As promised, some thoughts on the History section of the Art of UNIX
Programming...


First, off the obvious - there's just way too much RMS-bitching and
self-evangelisation. While I may think that RMS is obsessive and does
some things that work out negatively, he clearly has brought an awful
lot of unixy stuff to where it is today - without him there wouldn't
be a GNU/Linux, in my opinion. The kernel's not a whole world of use
without the crap around it.

Now I may be mistaken, but I thought that RMS started his crusade over
a print driver. No mention is made of this in the book. Hmmm. I'm
probably mistaken.

He takes massive opportunities to promote himself, for eg pointing
out that he wrote the CATB, and so far he's the only person in the whole
wide world to come up with a coherent argument for the fact that I,
Chunky Kibbles, like open source software. He also slips in other
references that, if someone makes the effort to look stuff up, will also
lead back to him - the whole open-sourcing-of-mozilla thing immediately
springs to mind. In CATB, he explicitly points out that was his
doing. Here, it's more of a hint that you need to look up... to find
out it was his doing.


He comes up with a list of things that you could do to create an
anti-unix. This, in and of itself, isn't too bad. But I don't like the
single-minded approach that an anti-unix is a Bad Thing.
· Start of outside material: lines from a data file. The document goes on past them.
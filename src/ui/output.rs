use crate::journal::EntryState;
use crate::ui::{theme, Icons};
use owo_colors::OwoColorize;

pub fn header(text: &str) {
    println!("{} {}", Icons::ROCKET, text.style(theme().header.clone()));
}

pub fn success(label: &str) {
    println!("{} {}", Icons::CHECK, label.style(theme().success.clone()));
}

pub fn warn(label: &str) {
    eprintln!("{} {}", Icons::WARN, label.style(theme().warn.clone()));
}

pub fn info(label: &str, value: &str) {
    println!(
        "{} {}: {}",
        Icons::INFO.style(theme().info.clone()),
        label.style(theme().dim.clone()),
        value
    );
}

pub fn section(title: &str) {
    println!();
    println!("━{}━", title.style(theme().header.clone()));
}

pub fn state_label(state: EntryState) -> String {
    state.as_str().style(theme().for_state(state)).to_string()
}
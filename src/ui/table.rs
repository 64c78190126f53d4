use crate::journal::{JournalStats, MirrorEntry};
use crate::ui::Icons;
use tabled::{settings::Style, Table, Tabled};

#[derive(Tabled)]
pub struct EntryRow {
    #[tabled(rename = "ID")]
    pub id: i64,
    #[tabled(rename = "")]
    pub kind: &'static str,
    #[tabled(rename = "Path")]
    pub path: String,
    #[tabled(rename = "Size")]
    pub size: i64,
    #[tabled(rename = "Modified")]
    pub modified: String,
    #[tabled(rename = "State")]
    pub state: String,
    #[tabled(rename = "Note")]
    pub note: String,
}

impl From<&MirrorEntry> for EntryRow {
    fn from(entry: &MirrorEntry) -> Self {
        Self {
            id: entry.id,
            kind: if entry.is_folder { Icons::FOLDER } else { Icons::FILE },
            path: entry.path.clone(),
            size: entry.size,
            modified: entry.modified.format("%Y-%m-%d %H:%M:%S").to_string(),
            state: entry.state.to_string(),
            note: entry.note.clone().unwrap_or_default(),
        }
    }
}

pub fn entries_table(entries: &[MirrorEntry]) -> String {
    if entries.is_empty() {
        return String::new();
    }
    let rows: Vec<EntryRow> = entries.iter().map(EntryRow::from).collect();
    Table::new(&rows).with(Style::rounded()).to_string()
}

#[derive(Tabled)]
struct StatRow {
    #[tabled(rename = "Metric")]
    metric: &'static str,
    #[tabled(rename = "Value")]
    value: String,
}

pub fn stats_table(stats: &JournalStats) -> String {
    let rows = vec![
        StatRow { metric: "Entries", value: stats.entries.to_string() },
        StatRow { metric: "Pending", value: stats.pending.to_string() },
        StatRow { metric: "Mirrored", value: stats.mirrored.to_string() },
        StatRow { metric: "Deleted", value: stats.deleted.to_string() },
        StatRow { metric: "Failed", value: stats.failed.to_string() },
        StatRow { metric: "Bytes", value: stats.bytes.to_string() },
    ];
    Table::new(&rows).with(Style::rounded()).to_string()
}

#[cfg(test)]
mod tests {
    use super::*;
    use chrono::{TimeZone, Utc};

    #[test]
    fn test_entries_table_renders_rows() {
        let entry = MirrorEntry::new("docs/a.txt", 42, Utc.timestamp_opt(86_400, 0).unwrap());
        let table = entries_table(&[entry]);
        assert!(table.contains("docs/a.txt"));
        assert!(table.contains("1970-01-02 00:00:00"));
        assert!(table.contains("Pending"));
        assert!(entries_table(&[]).is_empty());
    }

    #[test]
    fn test_stats_table() {
        let stats = JournalStats { entries: 3, bytes: 10, ..JournalStats::default() };
        let table = stats_table(&stats);
        assert!(table.contains("Entries"));
        assert!(table.contains("10"));
    }
}
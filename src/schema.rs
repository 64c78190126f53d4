//! Schema descriptors - how a record type maps onto one table
//!
//! A record type implements [`Record`] and builds its [`TypeDescriptor`]
//! from typed [`FieldDef`] declarations. Each declaration carries a getter,
//! a setter and a converter; building the descriptor erases them into
//! closures that speak [`ColumnValue`] so the executor never needs to know
//! the concrete member types.
//!
//! Descriptors are rebuilt for every operation and never cached.

use std::fmt;
use std::rc::Rc;

use crate::convert::{
    ColumnValue, Converter, DefaultConverter, EnumConverter, Persist, SemanticType, SqlEnum,
};

/// Identity member name used when a descriptor does not override it.
pub const DEFAULT_IDENTITY: &str = "ID";

/// A record type persisted to a single table.
///
/// Result rows are materialized into `Self::default()` before each column is
/// assigned, so every unmapped member keeps its default value.
pub trait Record: Default + 'static {
    fn describe() -> TypeDescriptor<Self>;
}

/// Resolve the descriptor for `T`.
pub fn resolve<T: Record>() -> TypeDescriptor<T> {
    let descriptor = T::describe();
    tracing::trace!(
        table = descriptor.table_name(),
        fields = descriptor.fields().len(),
        identity = ?descriptor.identity().map(|f| f.member_name()),
        "resolved descriptor"
    );
    descriptor
}

/// Typed declaration of one persisted member.
pub struct FieldDef<T, V> {
    member_name: String,
    column_name: Option<String>,
    semantic_type: SemanticType,
    autogenerated: Option<bool>,
    get: fn(&T) -> V,
    set: fn(&mut T, V),
    converter: Rc<dyn Converter<V>>,
}

impl<T: 'static, V: Persist> FieldDef<T, V> {
    /// Declare a member handled by the default conversion table.
    pub fn new(member_name: impl Into<String>, get: fn(&T) -> V, set: fn(&mut T, V)) -> Self {
        Self {
            member_name: member_name.into(),
            column_name: None,
            semantic_type: V::SEMANTIC,
            autogenerated: None,
            get,
            set,
            converter: Rc::new(DefaultConverter),
        }
    }
}

impl<T: 'static, E: SqlEnum> FieldDef<T, E> {
    /// Declare an enum member. Unknown stored names read back as the first
    /// declared variant unless [`FieldDef::fallback`] picks another.
    ///
    /// # Panics
    ///
    /// Panics if `E::VARIANTS` is empty.
    pub fn enumeration(member_name: impl Into<String>, get: fn(&T) -> E, set: fn(&mut T, E)) -> Self {
        let converter = EnumConverter::<E>::first_declared()
            .expect("SqlEnum::VARIANTS must list at least one variant");
        Self {
            member_name: member_name.into(),
            column_name: None,
            semantic_type: SemanticType::Enum,
            autogenerated: None,
            get,
            set,
            converter: Rc::new(converter),
        }
    }

    /// Variant used when the stored text matches no name.
    pub fn fallback(mut self, default: E) -> Self {
        self.converter = Rc::new(EnumConverter::new(default));
        self
    }
}

impl<T: 'static, V: 'static> FieldDef<T, V> {
    /// Declare a member with an explicit converter.
    pub fn custom(
        member_name: impl Into<String>,
        semantic_type: SemanticType,
        get: fn(&T) -> V,
        set: fn(&mut T, V),
        converter: impl Converter<V>,
    ) -> Self {
        Self {
            member_name: member_name.into(),
            column_name: None,
            semantic_type,
            autogenerated: None,
            get,
            set,
            converter: Rc::new(converter),
        }
    }

    /// Store the member under a different column name.
    pub fn column(mut self, column_name: impl Into<String>) -> Self {
        self.column_name = Some(column_name.into());
        self
    }

    /// Override the autogeneration default.
    pub fn autogenerated(mut self, autogenerated: bool) -> Self {
        self.autogenerated = Some(autogenerated);
        self
    }

    /// Replace the converter for this member.
    pub fn converter(mut self, converter: impl Converter<V>) -> Self {
        self.converter = Rc::new(converter);
        self
    }
}

/// One persisted member with its accessors bound.
pub struct FieldDescriptor<T> {
    member_name: String,
    column_name: String,
    semantic_type: SemanticType,
    is_identity: bool,
    autogenerated: bool,
    autogenerated_override: Option<bool>,
    read: Box<dyn Fn(&T) -> ColumnValue>,
    write: Box<dyn Fn(&mut T, &ColumnValue)>,
}

impl<T: 'static, V: 'static> From<FieldDef<T, V>> for FieldDescriptor<T> {
    fn from(def: FieldDef<T, V>) -> Self {
        let FieldDef {
            member_name,
            column_name,
            semantic_type,
            autogenerated,
            get,
            set,
            converter,
        } = def;

        let column_name = column_name
            .filter(|c| !c.trim().is_empty())
            .unwrap_or_else(|| member_name.clone());
        let reader = Rc::clone(&converter);

        Self {
            member_name,
            column_name,
            semantic_type,
            is_identity: false,
            autogenerated: false,
            autogenerated_override: autogenerated,
            read: Box::new(move |record: &T| reader.to_storage(&get(record))),
            write: Box::new(move |record: &mut T, raw: &ColumnValue| {
                set(record, converter.to_semantic(raw))
            }),
        }
    }
}

impl<T> FieldDescriptor<T> {
    pub fn member_name(&self) -> &str {
        &self.member_name
    }

    pub fn column_name(&self) -> &str {
        &self.column_name
    }

    pub fn semantic_type(&self) -> SemanticType {
        self.semantic_type
    }

    pub fn is_identity(&self) -> bool {
        self.is_identity
    }

    /// Autogenerated members are left out of INSERT and UPDATE column lists.
    pub fn is_autogenerated(&self) -> bool {
        self.autogenerated
    }

    /// Read the member and convert it to its storage form.
    pub fn read(&self, record: &T) -> ColumnValue {
        (self.read)(record)
    }

    /// Convert a storage value and assign it to the member.
    pub fn write(&self, record: &mut T, raw: &ColumnValue) {
        (self.write)(record, raw)
    }
}

impl<T> fmt::Debug for FieldDescriptor<T> {
    fn fmt(&self, f: &mut fmt::Formatter<'_>) -> fmt::Result {
        f.debug_struct("FieldDescriptor")
            .field("member_name", &self.member_name)
            .field("column_name", &self.column_name)
            .field("semantic_type", &self.semantic_type)
            .field("is_identity", &self.is_identity)
            .field("autogenerated", &self.autogenerated)
            .finish()
    }
}

/// Table name, ordered fields and the identity field of a record type.
#[derive(Debug)]
pub struct TypeDescriptor<T> {
    table_name: String,
    fields: Vec<FieldDescriptor<T>>,
    identity: Option<usize>,
}

impl<T: 'static> TypeDescriptor<T> {
    pub fn builder() -> TypeDescriptorBuilder<T> {
        TypeDescriptorBuilder::new()
    }
}

impl<T> TypeDescriptor<T> {
    pub fn table_name(&self) -> &str {
        &self.table_name
    }

    pub fn fields(&self) -> &[FieldDescriptor<T>] {
        &self.fields
    }

    pub fn identity(&self) -> Option<&FieldDescriptor<T>> {
        self.identity.map(|i| &self.fields[i])
    }

    /// Fields written by INSERT and UPDATE.
    pub fn writable_fields(&self) -> impl Iterator<Item = &FieldDescriptor<T>> {
        self.fields.iter().filter(|f| !f.is_autogenerated())
    }

    pub fn is_autogenerated_identity(&self) -> bool {
        self.identity().is_some_and(|f| f.is_autogenerated())
    }

    /// The record's identity in storage form.
    pub fn identity_value(&self, record: &T) -> Option<ColumnValue> {
        self.identity().map(|f| f.read(record))
    }

    pub fn field(&self, member_name: &str) -> Option<&FieldDescriptor<T>> {
        self.fields.iter().find(|f| f.member_name == member_name)
    }
}

/// Builds a [`TypeDescriptor`], resolving identity and autogeneration.
pub struct TypeDescriptorBuilder<T> {
    table_name: Option<String>,
    identity_name: Option<String>,
    fields: Vec<FieldDescriptor<T>>,
}

impl<T: 'static> TypeDescriptorBuilder<T> {
    pub fn new() -> Self {
        Self {
            table_name: None,
            identity_name: None,
            fields: Vec::new(),
        }
    }

    /// Table name override; defaults to the type's own name.
    pub fn table(mut self, name: impl Into<String>) -> Self {
        self.table_name = Some(name.into());
        self
    }

    /// Identity member override; defaults to [`DEFAULT_IDENTITY`].
    pub fn identity(mut self, member_name: impl Into<String>) -> Self {
        self.identity_name = Some(member_name.into());
        self
    }

    pub fn field(mut self, field: impl Into<FieldDescriptor<T>>) -> Self {
        self.fields.push(field.into());
        self
    }

    pub fn build(self) -> TypeDescriptor<T> {
        let table_name = self
            .table_name
            .filter(|t| !t.trim().is_empty())
            .unwrap_or_else(short_type_name::<T>);
        let identity_name = self
            .identity_name
            .filter(|i| !i.trim().is_empty())
            .unwrap_or_else(|| DEFAULT_IDENTITY.to_string());

        let mut fields = self.fields;
        let identity = fields.iter().position(|f| f.member_name == identity_name);

        for (i, field) in fields.iter_mut().enumerate() {
            field.is_identity = identity == Some(i);
            field.autogenerated = match field.autogenerated_override {
                Some(explicit) => explicit,
                None => field.is_identity && field.semantic_type == SemanticType::Int64,
            };
        }

        TypeDescriptor {
            table_name,
            fields,
            identity,
        }
    }
}

impl<T: 'static> Default for TypeDescriptorBuilder<T> {
    fn default() -> Self {
        Self::new()
    }
}

/// `my_crate::model::Entry<X>` -> `Entry`
fn short_type_name<T>() -> String {
    let full = std::any::type_name::<T>();
    let base = full.split('<').next().unwrap_or(full);
    base.rsplit("::").next().unwrap_or(base).to_string()
}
You know... a lot of people just don't want a unix. For a variety of
reasons, they don't like unices. I have several friends who, having had
sufficient experience with both unices and NT, have chosen NT. Not my
choice, but whatever.

The implication just seems to be that if it's not unix, it
sucks. Personally, it's my humble opinion that he's mostly right. But
that's based on my own experience and requirements.

With the exceptions of Apple [notably, the Interface guidelines and
another point I'm going to come to] and Be [as an academic interest
and a toy, not a real OS], he simply never claims that any other OS
has any merits, Which just seems narrow-minded.

The book is not presenting a fair and unbiased opinion on this topic.


Throughout the whole history, it seems that Linux takes up half of
it. That Linux was the first truly uniting force to create a proper unix
[after the first, which he implies was never popular enough to become
a force in and of itself, and lost all interest when it became commercial].

It seems that, according to him, unix was badly fragmenting for the whole
period of time between the original AT&T/MIT commercialisation up until
the advent of a working Linux kernel, 92-93.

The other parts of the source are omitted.